== Data records ==

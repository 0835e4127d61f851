//! Domain layer: pure types and logic for dispatching and watching runs.
//!
//! This module has zero imports from `crate::infra`, `crate::commands`,
//! `crate::application`, `tokio`, `std::fs`, or `std::net`.
//! All functions are synchronous and take data in, returning data out.

pub mod config;
pub mod correlation;
pub mod error;
pub mod markers;
pub mod retry;
pub mod run;
pub mod workflow;

pub use config::PushbutanConfig;
pub use error::{ApiError, ConfigError, WorkflowError};
pub use markers::{Extract, MarkerSet, SignMarkers, extract};
pub use retry::RetryPolicy;
pub use run::{
    ArtifactSummary, LogFile, Resolution, RunHandle, RunId, RunLog, RunSnapshot, RunStatus,
    RunSummary,
};
pub use workflow::{DispatchAck, DispatchRequest, WorkflowRef, WorkflowSpec, WorkflowSummary};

===

Work instructions: Your answer must be every record above, retyped exactly.

Answer space:
repository 0835e4127d61f851
//! Domain layer: pure types and logic for dispatching and watching runs.
//!
//! This module has zero imports from `crate::infra`, `crate::commands`,
//! `crate::application`, `tokio`, `std::fs`, or `std::net`.
//! All functions are synchronous and take data in, returning data out.

pub mod config;
pub mod correlation;
pub mod error;
pub mod markers;
pub mod retry;
pub mod run;
pub mod workflow;

pub use config::PushbutanConfig;
pub use error::{ApiError, ConfigError, WorkflowError};
pub use markers::{Extract, MarkerSet, SignMarkers, extract};
pub use retry::RetryPolicy;
pub use run::{
    ArtifactSummary, LogFile, Resolution, RunHandle, RunId, RunLog, RunSnapshot, RunStatus,
    RunSummary,
};
pub use workflow::{DispatchAck, DispatchRequest, WorkflowRef, WorkflowSpec, WorkflowSummary};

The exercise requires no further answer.